The linchpin in this analysis is whether the post-discharge action interferes with the
14
debtor’s fresh start. The Bankruptcy Court held that “any economic loss incurred by a debtor
due to the post-discharge prosecution of a prepetition action would result in a violation of the
section 524(a) injunction.” Ruling at 12; 508 B.R. at 511. Several courts support that position.

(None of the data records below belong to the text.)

use std::{
    path::PathBuf,
    sync::{Arc, Mutex},
};

use anyhow::Result;
use clap::Parser;
use client_core::{CartClient, CartHandle, ClientEvent, EditSession, HttpRemoteStore};
use shared::domain::CartItem;
use tokio::{
    io::{AsyncBufReadExt, BufReader},
    sync::broadcast::error::RecvError,
    task::JoinSet,
};
use tracing::{info, warn};
use tracing_subscriber::EnvFilter;

mod command;
mod config;
mod render;
mod selection;

use command::{parse, Command, HELP};
use config::{load_settings, validate_store_url};
use render::{render_edit, render_snapshot};
use selection::InventorySelection;

#[derive(Parser, Debug)]
#[command(about = "Terminal front end for the remote shopping cart")]
struct Args {
    /// Base URL of the cart store; overrides cart.toml and the environment.
    #[arg(long)]
    store_url: Option<String>,
    #[arg(long)]
    config: Option<PathBuf>,
}

#[tokio::main]
async fn main() -> Result<()> {
    tracing_subscriber::fmt()
        .with_env_filter(
            EnvFilter::try_from_default_env().unwrap_or_else(|_| EnvFilter::new("warn")),
        )
        .with_writer(std::io::stderr)
        .init();
    let args = Args::parse();

    let mut settings = load_settings(args.config.as_deref())?;
    if let Some(url) = args.store_url {
        settings.store_url = validate_store_url(&url)?;
    }
    info!(store_url = %settings.store_url, "starting cart terminal");

    let client = CartClient::new(Arc::new(HttpRemoteStore::new(settings.store_url)));
    let selection = Arc::new(Mutex::new(InventorySelection::default()));

    let render_selection = Arc::clone(&selection);
    client
        .state()
        .subscribe(move |snapshot| match render_selection.lock() {
            Ok(selection) => println!("{}", render_snapshot(snapshot, &selection)),
            Err(_) => warn!("selection lock poisoned; skipping render"),
        })
        .await;

    let mut events = client.subscribe_events();
    tokio::spawn(async move {
        loop {
            match events.recv().await {
                Ok(event) => print_event(event),
                Err(RecvError::Lagged(skipped)) => warn!(skipped, "event printer lagging"),
                Err(RecvError::Closed) => break,
            }
        }
    });

    client.load_data().await;
    println!("{HELP}");

    let handle: Arc<dyn CartHandle> = client;
    let mut in_flight = JoinSet::new();
    let mut lines = BufReader::new(tokio::io::stdin()).lines();
    while let Some(line) = lines.next_line().await? {
        match parse(&line) {
            Ok(Some(Command::Quit)) => break,
            Ok(Some(command)) => {
                dispatch(&handle, &selection, &mut in_flight, command).await
            }
            Ok(None) => {}
            Err(message) => eprintln!("{message}"),
        }
    }
    drain_in_flight(&mut in_flight).await;
    handle.state().clear_subscribers().await;
    Ok(())
}

fn print_event(event: ClientEvent) {
    match event {
        ClientEvent::EditStarted { item } => {
            println!("{}", render_edit(&EditSession::begin(&item)))
        }
        ClientEvent::EditCancelled { id } => println!("edit of [{id}] cancelled"),
        ClientEvent::CheckoutCompleted { requested, failed } => {
            println!("checkout finished: {requested} requested, {failed} failed")
        }
        ClientEvent::ActionFailed { action, message } => eprintln!("{action} failed: {message}"),
    }
}

/// Waits for every spawned intent to finish before the runtime shuts down.
async fn drain_in_flight(in_flight: &mut JoinSet<()>) {
    while let Some(result) = in_flight.join_next().await {
        if let Err(err) = result {
            warn!(error = %err, "cart intent task failed");
        }
    }
}

/// Runs one command. Anything that reaches the remote store is spawned onto
/// `in_flight` so the prompt stays responsive while requests are pending.
async fn dispatch(
    handle: &Arc<dyn CartHandle>,
    selection: &Arc<Mutex<InventorySelection>>,
    in_flight: &mut JoinSet<()>,
    command: Command,
) {
    let state = handle.state();
    match command {
        Command::Select { id, step } => {
            if state.inventory().await.iter().all(|item| item.id != id) {
                eprintln!("no inventory item [{id}]");
                return;
            }
            let amount = match selection.lock() {
                Ok(mut selection) => selection.step(id, step),
                Err(_) => return,
            };
            println!("selected {amount} of [{id}]");
        }
        Command::Add { id } => {
            let Some(inventory_item) = state
                .inventory()
                .await
                .into_iter()
                .find(|item| item.id == id)
            else {
                eprintln!("no inventory item [{id}]");
                return;
            };
            let taken = selection.lock().ok().and_then(|mut s| s.take(id));
            let Some(amount) = taken else {
                eprintln!("select an amount first with 'plus {id}'");
                return;
            };
            let item = CartItem::from_inventory(&inventory_item, amount);
            let handle = Arc::clone(handle);
            in_flight.spawn(async move { handle.add_to_cart(item).await });
        }
        Command::Delete { id } => {
            let handle = Arc::clone(handle);
            in_flight.spawn(async move { handle.delete_cart_item(id).await });
        }
        Command::Edit { id } => {
            if !handle.edit_cart_item(id).await {
                eprintln!("no cart item [{id}] to edit");
            }
        }
        Command::StepEdit(step) => match handle.adjust_edit(step).await {
            Some(amount) => println!("draft amount {amount}"),
            None => eprintln!("no edit in progress"),
        },
        Command::Save => {
            let handle = Arc::clone(handle);
            in_flight.spawn(async move {
                if !handle.save_edit().await {
                    eprintln!("no edit in progress");
                }
            });
        }
        Command::Update { id, amount } => {
            let handle = Arc::clone(handle);
            in_flight.spawn(async move { handle.update_cart_item(id, amount).await });
        }
        Command::Cancel => handle.cancel_edit().await,
        Command::Checkout => {
            let handle = Arc::clone(handle);
            in_flight.spawn(async move { handle.checkout().await });
        }
        Command::Show => state.republish().await,
        Command::Help => println!("{HELP}"),
        Command::Quit => {}
    }
}

#[cfg(test)]
#[path = "tests/main_tests.rs"]
mod tests;
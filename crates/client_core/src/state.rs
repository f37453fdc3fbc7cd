//! Observable local view of the remote inventory and cart collections.

use std::sync::Arc;

use shared::domain::{find_cart_item, CartItem, InventoryItem, ItemId};
use tokio::sync::Mutex;

pub type SubscriptionId = u64;

/// Full contents of the state at one point in time.
#[derive(Debug, Clone, Default, PartialEq, Eq)]
pub struct CartSnapshot {
    pub inventory: Vec<InventoryItem>,
    pub cart: Vec<CartItem>,
}

type Observer = Arc<dyn Fn(&CartSnapshot) + Send + Sync>;

/// Both collections are only ever replaced wholesale. Every setter notifies
/// each registered observer exactly once, while the lock is held, so an
/// observer never sees a half-applied write.
pub struct CartState {
    inner: Mutex<CartStateInner>,
}

struct CartStateInner {
    snapshot: CartSnapshot,
    observers: Vec<(SubscriptionId, Observer)>,
    next_subscription: SubscriptionId,
}

impl Default for CartState {
    fn default() -> Self {
        Self::new()
    }
}

impl CartState {
    pub fn new() -> Self {
        Self {
            inner: Mutex::new(CartStateInner {
                snapshot: CartSnapshot::default(),
                observers: Vec::new(),
                next_subscription: 1,
            }),
        }
    }

    pub async fn inventory(&self) -> Vec<InventoryItem> {
        self.inner.lock().await.snapshot.inventory.clone()
    }

    pub async fn cart(&self) -> Vec<CartItem> {
        self.inner.lock().await.snapshot.cart.clone()
    }

    pub async fn snapshot(&self) -> CartSnapshot {
        self.inner.lock().await.snapshot.clone()
    }

    pub async fn find_cart_item(&self, id: ItemId) -> Option<CartItem> {
        let guard = self.inner.lock().await;
        find_cart_item(&guard.snapshot.cart, id).cloned()
    }

    pub async fn set_inventory(&self, next: Vec<InventoryItem>) {
        let mut guard = self.inner.lock().await;
        guard.snapshot.inventory = next;
        guard.notify();
    }

    pub async fn set_cart(&self, next: Vec<CartItem>) {
        let mut guard = self.inner.lock().await;
        guard.snapshot.cart = next;
        guard.notify();
    }

    /// Notifies every observer with the current snapshot without changing it.
    pub async fn republish(&self) {
        self.inner.lock().await.notify();
    }

    /// Registers an observer called with every replaced snapshot. Observers
    /// run synchronously while the state lock is held: they must not block,
    /// touch this `CartState`, or panic, since a panic unwinds through the
    /// setter that triggered it.
    pub async fn subscribe<F>(&self, observer: F) -> SubscriptionId
    where
        F: Fn(&CartSnapshot) + Send + Sync + 'static,
    {
        let mut guard = self.inner.lock().await;
        let id = guard.next_subscription;
        guard.next_subscription += 1;
        guard.observers.push((id, Arc::new(observer)));
        id
    }

    pub async fn unsubscribe(&self, id: SubscriptionId) -> bool {
        let mut guard = self.inner.lock().await;
        let before = guard.observers.len();
        guard.observers.retain(|(observer_id, _)| *observer_id != id);
        guard.observers.len() != before
    }

    pub async fn clear_subscribers(&self) {
        self.inner.lock().await.observers.clear();
    }

    pub async fn subscriber_count(&self) -> usize {
        self.inner.lock().await.observers.len()
    }
}

impl CartStateInner {
    fn notify(&self) {
        for (_, observer) in &self.observers {
            observer(&self.snapshot);
        }
    }
}

#[cfg(test)]
#[path = "tests/state_tests.rs"]
mod tests;
use serde::{Deserialize, Serialize};

macro_rules! id_newtype {
    ($name:ident) => {
        #[derive(Debug, Clone, Copy, PartialEq, Eq, Hash, PartialOrd, Ord, Serialize, Deserialize)]
        pub struct $name(pub i64);

        impl std::fmt::Display for $name {
            fn fmt(&self, f: &mut std::fmt::Formatter<'_>) -> std::fmt::Result {
                write!(f, "{}", self.0)
            }
        }
    };
}

id_newtype!(ItemId);

/// Catalog entry. Only the remote store creates or removes these.
#[derive(Debug, Clone, PartialEq, Eq, Serialize, Deserialize)]
pub struct InventoryItem {
    pub id: ItemId,
    pub content: String,
}

/// A cart line. `id` is the id of the inventory item it was added from and is
/// unique within the cart.
#[derive(Debug, Clone, PartialEq, Eq, Serialize, Deserialize)]
pub struct CartItem {
    pub id: ItemId,
    pub content: String,
    pub amount: u32,
}

impl CartItem {
    pub fn new(id: ItemId, content: impl Into<String>, amount: u32) -> Self {
        Self {
            id,
            content: content.into(),
            amount,
        }
    }

    pub fn from_inventory(item: &InventoryItem, amount: u32) -> Self {
        Self::new(item.id, item.content.clone(), amount)
    }
}

pub fn find_cart_item(cart: &[CartItem], id: ItemId) -> Option<&CartItem> {
    cart.iter().find(|item| item.id == id)
}
//! Cart and inventory operations behind the HTTP routes.

use shared::{
    domain::{CartItem, InventoryItem, ItemId},
    error::{ApiError, ErrorCode},
    protocol::DeleteAck,
};
use storage::Storage;
use tracing::info;

#[derive(Clone)]
pub struct ApiContext {
    pub storage: Storage,
}

pub async fn list_inventory(ctx: &ApiContext) -> Result<Vec<InventoryItem>, ApiError> {
    ctx.storage.list_inventory().await.map_err(internal)
}

pub async fn list_cart(ctx: &ApiContext) -> Result<Vec<CartItem>, ApiError> {
    ctx.storage.list_cart().await.map_err(internal)
}

pub async fn create_cart_item(ctx: &ApiContext, item: CartItem) -> Result<CartItem, ApiError> {
    if item.amount == 0 {
        return Err(ApiError::new(
            ErrorCode::Validation,
            "cart amount must be positive",
        ));
    }
    if item.content.trim().is_empty() {
        return Err(ApiError::new(
            ErrorCode::Validation,
            "cart item content must not be empty",
        ));
    }
    let created = ctx
        .storage
        .insert_cart_item(&item)
        .await
        .map_err(internal)?
        .ok_or_else(|| {
            ApiError::new(
                ErrorCode::Conflict,
                format!("cart item {} already exists", item.id),
            )
        })?;
    info!(item_id = created.id.0, amount = created.amount, "cart item created");
    Ok(created)
}

pub async fn update_cart_item(
    ctx: &ApiContext,
    id: ItemId,
    amount: u32,
) -> Result<CartItem, ApiError> {
    let updated = ctx
        .storage
        .update_cart_amount(id, amount)
        .await
        .map_err(internal)?
        .ok_or_else(|| not_found(id))?;
    info!(item_id = id.0, amount, "cart item updated");
    Ok(updated)
}

pub async fn delete_cart_item(ctx: &ApiContext, id: ItemId) -> Result<DeleteAck, ApiError> {
    if !ctx.storage.delete_cart_item(id).await.map_err(internal)? {
        return Err(not_found(id));
    }
    info!(item_id = id.0, "cart item deleted");
    Ok(DeleteAck {})
}

fn not_found(id: ItemId) -> ApiError {
    ApiError::new(ErrorCode::NotFound, format!("cart item {id} not found"))
}

fn internal(err: anyhow::Error) -> ApiError {
    ApiError::new(ErrorCode::Internal, err.to_string())
}

#[cfg(test)]
#[path = "tests/mod_tests.rs"]
mod tests;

See, e.g., Deippo v. Kmart Corp., 335 B.R. 290, 298 (S.D.N.Y. 2005) (“[T]he plaintiff can
maintain the action against the debtor only if the debtor bears none of the expense of the
defense.”); Bank of India v. Trendi Sportswear, Inc., 2002 WL 84631, at *5 (S.D.N.Y. Jan. 18,
2002) (citation omitted) (mentioning that “all of the cases that allow claims to continue against
a bankrupt defendant” require that the “debtor bears none of the expense of the defense”);
Greiner v. Columbia Gas Transmission Corp. (In re Columbia Gas Transmission Corp.), 219
B.R. 716, 721 (S.D.W. Va. 1998) (denying relief from discharge injunction where debtor was
“responsible for costs of defending the lawsuit”); Perez v. Cumberland Farms, Inc., 213 B.R.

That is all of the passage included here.